Re: [PATCH] block: always requeue !fs requests at the front
From: Christoph Hellwig <hch@infradead.org>
Date: 2007-06-16 19:54:44
Also in:
linux-xfs, lkml
On Fri, Jun 15, 2007 at 01:05:44PM +0200, Jens Axboe wrote:
On Fri, Jun 15 2007, Tejun Heo wrote:quoted
SCSI marks internal commands with REQ_PREEMPT and push it at the front of the request queue using blk_execute_rq(). When entering suspended or frozen state, SCSI devices are quiesced using scsi_device_quiesce(). In quiesced state, only REQ_PREEMPT requests are processed. This is how SCSI blocks other requests out while suspending and resuming. As all internal commands are pushed at the front of the queue, this usually works. Unfortunately, this interacts badly with ordered requeueing. To preserve request order on requeueing (due to busy device, active EH or other failures), requests are sorted according to ordered sequence on requeue if IO barrier is in progress. The following sequence deadlocks. 1. IO barrier sequence issues. 2. Suspend requested. Queue is quiesced with part of all of IO barrier sequence at the front. 3. During suspending or resuming, SCSI issues internal command which gets deferred and requeued for some reason.

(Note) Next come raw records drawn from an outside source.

//! Where result pages come from.

use std::time::Duration;

use url::Url;

use super::TranslationError;

/// Fetches one search result page.
#[tower_lsp::async_trait]
pub trait TranslationSource: Send + Sync {
    /// Performs a single request for `url`; no retries.
    async fn fetch_page(&self, url: &Url) -> Result<String, TranslationError>;
}

/// Fetches result pages over HTTP.
#[derive(Debug, Clone)]
pub struct HttpTranslationSource {
    /// Shared connection pool.
    client: reqwest::Client,
}

impl HttpTranslationSource {
    /// Upper bound for a single lookup.
    const TIMEOUT: Duration = Duration::from_secs(15);

    pub fn new() -> Result<Self, TranslationError> {
        let client = reqwest::Client::builder()
            .timeout(Self::TIMEOUT)
            .user_agent(concat!(env!("CARGO_PKG_NAME"), "/", env!("CARGO_PKG_VERSION")))
            .build()?;
        Ok(Self { client })
    }
}

#[tower_lsp::async_trait]
impl TranslationSource for HttpTranslationSource {
    async fn fetch_page(&self, url: &Url) -> Result<String, TranslationError> {
        tracing::debug!(url = %url, "Fetching translation page");

        let response = self.client.get(url.clone()).send().await?;
        let status = response.status();
        if !status.is_success() {
            return Err(TranslationError::Status(status.as_u16()));
        }

        Ok(response.text().await?)
    }
}
//! Filters the compiler diagnostics that a quick fix can act on.

use tower_lsp::lsp_types::{
    Diagnostic,
    NumberOrString,
    Range,
};

use crate::types::SourceRange;

/// `source` of diagnostics reported by the AL compiler.
pub const AL_SOURCE: &str = "AL";

/// Diagnostics the "Declare variable" quick fix understands.
#[derive(Debug, Clone, Copy, PartialEq, Eq)]
pub enum SupportedDiagnostic {
    /// The name does not exist in the current context.
    NameDoesNotExist,
    /// The type does not contain a definition for the member.
    MemberNotFound,
}

impl SupportedDiagnostic {
    pub const ALL: [Self; 2] = [Self::NameDoesNotExist, Self::MemberNotFound];

    #[must_use]
    pub const fn code(self) -> &'static str {
        match self {
            Self::NameDoesNotExist => "AL0118",
            Self::MemberNotFound => "AL0132",
        }
    }

    #[must_use]
    pub fn from_code(code: &str) -> Option<Self> {
        Self::ALL.into_iter().find(|supported| supported.code() == code)
    }
}

/// Whether the diagnostic comes from the AL compiler.
#[must_use]
pub fn is_relevant_language(diagnostic: &Diagnostic) -> bool {
    diagnostic.source.as_deref().is_some_and(|source| source.eq_ignore_ascii_case(AL_SOURCE))
}

/// Whether the diagnostic's code is one of [`SupportedDiagnostic`].
#[must_use]
pub fn has_supported_code(diagnostic: &Diagnostic) -> bool {
    match &diagnostic.code {
        Some(NumberOrString::String(code)) => SupportedDiagnostic::from_code(code).is_some(),
        _ => false,
    }
}

/// Whether the diagnostic covers both ends of `range`.
#[must_use]
pub fn contains_position(diagnostic: &Diagnostic, range: Range) -> bool {
    SourceRange::from(diagnostic.range).contains_range(&SourceRange::from(range))
}

/// First AL diagnostic with a supported code that covers `range`.
#[must_use]
pub fn first_matching_diagnostic(range: Range, diagnostics: &[Diagnostic]) -> Option<&Diagnostic> {
    diagnostics.iter().find(|diagnostic| {
        is_relevant_language(diagnostic)
            && contains_position(diagnostic, range)
            && has_supported_code(diagnostic)
    })
}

As the command is issued after the IO barrier in #1, ordered requeueing code puts the request after IO barrier sequence. 4. The device is ready to process requests again but still is in quiesced state and the first request of the queue isn't REQ_PREEMPT, so command processing is deadlocked - suspending/resuming waits for the issued request to complete while the request can't be processed till device is put back into running state by resuming. This can be fixed by always putting !fs requests at the front when requeueing. The following thread reports this deadlock. http://thread.gmane.org/gmane.linux.kernel/537473 Signed-off-by: Tejun Heo <redacted> Cc: Jenn Axboe <redacted> Cc: David Greaves <redacted> --- Okay, it took a lot of hours of debugging but boiled down to two liner fix. I feel so empty. :-) RAID6 triggers this reliably because it uses BIO_BARRIER heavily to update its superblock. The recent ATA suspend/resume rewrite is hit by this because it uses SCSI internal commands to spin down and up the drives for suspending and resuming. David, please test this. Jens, does it look okay?Yep looks good, except for the bad multi-line comment style, but that's minor stuff ;-) Acked-by: Jens Axboe <redacted>
I'd much much prefer having a description of the problem in the actual comment then a hyperlink. There's just too much chance of the latter breaking over time, and it's impossible to update it when things change that should be reflected in the comment.